Fernande faillit jeter un cri qui les aurait livrés, quand elle entendit ces mots. Quoi! ils seraient perdus les héros qu'on pouvait sauver, ils seraient perdus parce que des soldats auraient passé sur la route…
La vie humaine se compose d'émouvantes et terribles situations. Les hommes qui étaient ensevelis dans ce sépulcre n'étaient plus séparés de la vie, de l'air, que par un étroit obstacle, et cet obstacle on ne pouvait le renverser.
Cependant les soldats marchaient sur la route parallèlement aux ruines. Ainsi que l'avait dit le paysan, ils étaient trente. A les voir insouciants et gais, on devinait aussitôt qu'ils ne se doutaient pas qu'un terrible drame se jouait si près d'eux.
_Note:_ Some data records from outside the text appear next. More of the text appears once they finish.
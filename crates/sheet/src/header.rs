//! Header resolution and row building over a grid of referenced cells.

use crate::a1_notation::column_key;
use crate::row::Row;
use std::collections::HashMap;

/// A populated cell: its A1 reference and displayed text
#[derive(Debug, Clone, PartialEq, Eq)]
pub struct SheetCell {
    pub reference: String,
    pub text: String,
}

impl SheetCell {
    pub fn new(reference: impl Into<String>, text: impl Into<String>) -> Self {
        Self {
            reference: reference.into(),
            text: text.into(),
        }
    }
}

/// Column key (e.g. "B") to the header text of that column
#[derive(Debug, Clone, Default, PartialEq, Eq)]
pub struct ColumnNames {
    names: HashMap<String, String>,
}

impl ColumnNames {
    /// Header name for a column key
    pub fn name(&self, key: &str) -> Option<&str> {
        self.names.get(key).map(String::as_str)
    }

    pub fn len(&self) -> usize {
        self.names.len()
    }

    pub fn is_empty(&self) -> bool {
        self.names.is_empty()
    }
}

/// Build the column-name mapping from the header row.
///
/// A header cell whose reference has no leading letters cannot be aligned
/// with data cells; it is reported and left out of the mapping.
pub fn resolve_header(cells: &[SheetCell]) -> ColumnNames {
    let mut names = HashMap::with_capacity(cells.len());
    for cell in cells {
        let key = column_key(&cell.reference);
        if key.is_empty() {
            tracing::warn!(
                "Ignoring header cell '{}' with unparsable reference '{}'",
                cell.text,
                cell.reference
            );
            continue;
        }
        names.insert(key.to_string(), cell.text.clone());
    }
    ColumnNames { names }
}

/// Build a row by naming each cell after the header of its column.
///
/// Cells in columns without a header are dropped.
pub fn build_row(cells: &[SheetCell], names: &ColumnNames) -> Row {
    cells
        .iter()
        .filter_map(|cell| match names.name(column_key(&cell.reference)) {
            Some(name) => Some((name.to_string(), cell.text.clone())),
            None => {
                tracing::debug!(
                    "Dropping cell {} outside of the header columns",
                    cell.reference
                );
                None
            }
        })
        .collect()
}

/// Convert a grid whose first row is the header into data rows.
pub fn rows_from_grid(grid: &[Vec<SheetCell>]) -> Vec<Row> {
    let Some((header, data)) = grid.split_first() else {
        return Vec::new();
    };
    let names = resolve_header(header);
    data.iter().map(|cells| build_row(cells, &names)).collect()
}

#[cfg(test)]
mod tests {
    use super::*;

    fn header() -> Vec<SheetCell> {
        vec![
            SheetCell::new("A1", "Id"),
            SheetCell::new("B1", "Name"),
            SheetCell::new("C1", "Email"),
        ]
    }

    #[test]
    fn test_resolve_header() {
        let names = resolve_header(&header());
        assert_eq!(names.len(), 3);
        assert_eq!(names.name("A"), Some("Id"));
        assert_eq!(names.name("C"), Some("Email"));
        assert_eq!(names.name("D"), None);
    }

    #[test]
    fn test_build_row_is_sparse() {
        let names = resolve_header(&header());
        let row = build_row(
            &[SheetCell::new("A2", "42"), SheetCell::new("B2", "Ann")],
            &names,
        );

        let expected: Row = [("Id", "42"), ("Name", "Ann")].into_iter().collect();
        assert_eq!(row, expected);
        assert_eq!(row.column("Email"), None);
    }

    #[test]
    fn test_unparsable_header_reference_is_dropped() {
        let names = resolve_header(&[SheetCell::new("A1", "Id"), SheetCell::new("17", "Bad")]);
        assert_eq!(names.len(), 1);
        assert_eq!(names.name(""), None);
    }

    #[test]
    fn test_cells_outside_header_are_dropped() {
        let names = resolve_header(&header());
        let row = build_row(
            &[SheetCell::new("A2", "1"), SheetCell::new("F2", "stray")],
            &names,
        );
        assert_eq!(row.len(), 1);
        assert_eq!(row.column("Id"), Some("1"));
    }

    #[test]
    fn test_rows_from_grid() {
        let grid = vec![
            header(),
            vec![SheetCell::new("A2", "1"), SheetCell::new("C2", "a@example.com")],
            vec![],
            vec![SheetCell::new("B4", "Bob")],
        ];

        let rows = rows_from_grid(&grid);
        assert_eq!(rows.len(), 3);
        assert_eq!(rows[0].column("Email"), Some("a@example.com"));
        assert!(rows[1].is_blank());
        assert_eq!(rows[2].column("Name"), Some("Bob"));
    }

    #[test]
    fn test_rows_from_empty_grid() {
        assert!(rows_from_grid(&[]).is_empty());
        assert!(rows_from_grid(&[header()]).is_empty());
    }
}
L'affaire du château de la Pénissière était devenue fameuse en quarante-huit heures. Les trente soldats et le lieutenant qui les commandait s'arrêtèrent pour regarder la place où s'était livré ce fameux combat…
—Alors ils sont enterrés là dedans, dit l'un?
—Oui, reprit un autre.
—Ils doivent avoir chaud!
—Pauvres gens! murmura un sergent en mâchant sa moustache grise.